School of Computer and Information Science
CIS Research Placement Report
Multiple threads in
floating-point sort operations
Name: Quang Do
Date: 8/6/2012
Supervisor: Grant Wigley
Abstract
Despite the vast improvements in CPU design and the inclusion of multiple cores in even the
low end processors, little has been done to improve the performance of sorting algorithms in
this respect. This paper aims to justify the benefits of the use of multiple cores in these
operations. It will also show how to implement these sorting operations.
1. Introduction
Multi-threaded applications are starting to become a necessity as hardware
development shifts from speed to multiple cores.
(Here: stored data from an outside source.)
//! MFA enrollment and disable endpoints.
//!
//! Enrollment is two-step: `start` generates a secret and the `otpauth://`
//! URI for the QR code, parking the secret server-side; `finish` verifies
//! the first code and enables MFA with a single storage write. `disable`
//! clears both MFA columns atomically. Language preference and MFA state
//! live in separate columns and never share storage.

use axum::{
    Json,
    extract::Extension,
    http::{HeaderMap, StatusCode},
    response::IntoResponse,
};
use sqlx::PgPool;
use std::sync::Arc;
use tracing::{error, info};

use super::{
    principal::require_auth,
    state::AuthState,
    storage,
    types::{MfaEnrollFinishRequest, MfaEnrollStartResponse},
};
use crate::totp;

#[utoipa::path(
    post,
    path = "/v1/auth/mfa/enroll/start",
    responses(
        (status = 200, description = "Enrollment started", body = MfaEnrollStartResponse),
        (status = 401, description = "Unauthorized")
    ),
    tag = "auth"
)]
pub async fn enroll_start(
    headers: HeaderMap,
    pool: Extension<PgPool>,
    auth_state: Extension<Arc<AuthState>>,
) -> axum::response::Response {
    let principal = match require_auth(&headers, &pool, auth_state.config()).await {
        Ok(principal) => principal,
        Err(status) => return status.into_response(),
    };

    let secret = match totp::generate_secret() {
        Ok(secret) => secret,
        Err(err) => {
            error!("Failed to generate TOTP secret: {err}");
            return StatusCode::INTERNAL_SERVER_ERROR.into_response();
        }
    };

    let otpauth_url =
        match totp::enrollment_uri(&secret, &principal.email, auth_state.config().issuer()) {
            Ok(uri) => uri,
            Err(err) => {
                error!("Failed to build enrollment URI: {err}");
                return StatusCode::INTERNAL_SERVER_ERROR.into_response();
            }
        };

    auth_state
        .challenges()
        .park_enrollment(principal.user_id, secret.clone())
        .await;

    let response = MfaEnrollStartResponse {
        secret,
        otpauth_url,
    };
    (StatusCode::OK, Json(response)).into_response()
}

#[utoipa::path(
    post,
    path = "/v1/auth/mfa/enroll/finish",
    request_body = MfaEnrollFinishRequest,
    responses(
        (status = 204, description = "MFA enabled"),
        (status = 400, description = "Invalid code", body = String),
        (status = 401, description = "Unauthorized")
    ),
    tag = "auth"
)]
pub async fn enroll_finish(
    headers: HeaderMap,
    pool: Extension<PgPool>,
    auth_state: Extension<Arc<AuthState>>,
    payload: Option<Json<MfaEnrollFinishRequest>>,
) -> axum::response::Response {
    let principal = match require_auth(&headers, &pool, auth_state.config()).await {
        Ok(principal) => principal,
        Err(status) => return status.into_response(),
    };

    let Some(Json(request)) = payload else {
        return (StatusCode::BAD_REQUEST, "Missing payload").into_response();
    };

    if !totp::valid_code_format(&request.code) {
        return (StatusCode::BAD_REQUEST, "Invalid code").into_response();
    }

    let Some(secret) = auth_state
        .challenges()
        .take_enrollment(principal.user_id)
        .await
    else {
        return (StatusCode::BAD_REQUEST, "No enrollment in progress").into_response();
    };

    match totp::verify_code(&secret, &request.code) {
        Ok(true) => {}
        Ok(false) => {
            // Keep the pending secret so the user can retry with the next code.
            auth_state
                .challenges()
                .park_enrollment(principal.user_id, secret)
                .await;
            return (StatusCode::BAD_REQUEST, "Invalid code").into_response();
        }
        Err(err) => {
            error!(user_id = %principal.user_id, "TOTP verification failed: {err}");
            return StatusCode::INTERNAL_SERVER_ERROR.into_response();
        }
    }

    match storage::enable_mfa(&pool, principal.user_id, &secret).await {
        Ok(true) => {
            info!(user_id = %principal.user_id, "MFA enabled");
            StatusCode::NO_CONTENT.into_response()
        }
        Ok(false) => StatusCode::UNAUTHORIZED.into_response(),
        Err(err) => {
            error!(user_id = %principal.user_id, "Failed to enable MFA: {err}");
            StatusCode::INTERNAL_SERVER_ERROR.into_response()
        }
    }
}

#[utoipa::path(
    post,
    path = "/v1/auth/mfa/disable",
    responses(
        (status = 204, description = "MFA disabled"),
        (status = 401, description = "Unauthorized")
    ),
    tag = "auth"
)]
pub async fn disable(
    headers: HeaderMap,
    pool: Extension<PgPool>,
    auth_state: Extension<Arc<AuthState>>,
) -> axum::response::Response {
    let principal = match require_auth(&headers, &pool, auth_state.config()).await {
        Ok(principal) => principal,
        Err(status) => return status.into_response(),
    };

    match storage::disable_mfa(&pool, principal.user_id).await {
        Ok(true) => {
            info!(user_id = %principal.user_id, "MFA disabled");
            StatusCode::NO_CONTENT.into_response()
        }
        Ok(false) => StatusCode::UNAUTHORIZED.into_response(),
        Err(err) => {
            error!(user_id = %principal.user_id, "Failed to disable MFA: {err}");
            StatusCode::INTERNAL_SERVER_ERROR.into_response()
        }
    }
}
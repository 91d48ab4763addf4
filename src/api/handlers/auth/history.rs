//! Best-effort access-history recording.
//!
//! A history write accompanies every completed login but is detached from
//! the response path: it runs on its own task, is never awaited by the
//! handler, and swallows every failure after logging it. A storage outage
//! must never fail or delay the login that produced the entry.

use axum::http::HeaderMap;
use sqlx::PgPool;
use tracing::error;
use uuid::Uuid;

use super::{storage, utils::extract_client_ip};

const UNKNOWN: &str = "unknown";

/// Client fingerprint captured at login time, best-effort.
#[derive(Clone, Debug)]
pub(super) struct ClientInfo {
    pub(super) ip: String,
    pub(super) user_agent: String,
    pub(super) location: String,
}

impl ClientInfo {
    /// Derive the network origin and client signature from request headers.
    /// No geolocation service is integrated; location is a placeholder.
    pub(super) fn from_headers(headers: &HeaderMap) -> Self {
        let ip = extract_client_ip(headers).unwrap_or_else(|| UNKNOWN.to_string());
        let user_agent = headers
            .get(axum::http::header::USER_AGENT)
            .and_then(|value| value.to_str().ok())
            .map(str::trim)
            .filter(|value| !value.is_empty())
            .map_or_else(|| UNKNOWN.to_string(), str::to_string);
        Self {
            ip,
            user_agent,
            location: UNKNOWN.to_string(),
        }
    }
}

/// Schedule an access-history write for a completed login (fire-and-forget).
pub(super) fn record(pool: PgPool, user_id: Uuid, client: ClientInfo) {
    tokio::spawn(async move {
        if let Err(err) = storage::insert_access_entry(
            &pool,
            user_id,
            &client.ip,
            &client.user_agent,
            &client.location,
        )
        .await
        {
            error!(user_id = %user_id, "Failed to record access history: {err}");
        }
    });
}

#[cfg(test)]
mod tests {
    use super::*;
    use axum::http::HeaderValue;

    #[test]
    fn client_info_reads_proxy_headers_and_user_agent() {
        let mut headers = HeaderMap::new();
        headers.insert("x-forwarded-for", HeaderValue::from_static("200.145.12.98"));
        headers.insert(
            axum::http::header::USER_AGENT,
            HeaderValue::from_static("Mozilla/5.0 (X11; Linux x86_64) Firefox/112.0"),
        );

        let client = ClientInfo::from_headers(&headers);
        assert_eq!(client.ip, "200.145.12.98");
        assert_eq!(
            client.user_agent,
            "Mozilla/5.0 (X11; Linux x86_64) Firefox/112.0"
        );
        assert_eq!(client.location, "unknown");
    }

    #[test]
    fn client_info_defaults_when_headers_missing() {
        let client = ClientInfo::from_headers(&HeaderMap::new());
        assert_eq!(client.ip, "unknown");
        assert_eq!(client.user_agent, "unknown");
    }
}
Even though they have been
around for quite a while, many applications and operating systems do not yet
efficiently use them.
The purpose of this paper is to show the possible performance increases by
multi-threading different sorting algorithms. This is achieved by showing uses of
different sorting algorithms and to display the differences between single
threaded and multi-threaded versions of the same algorithms. An overview of
the steps taken to achieve the data is given along with the resulting data.
Sorting algorithms make up the basis of many applications used in the real world.
Since their uses are so abundant, it is extremely useful to be able to speed up
their processing time. This results in more efficient applications that respond
and output data at an increased rate and throughput.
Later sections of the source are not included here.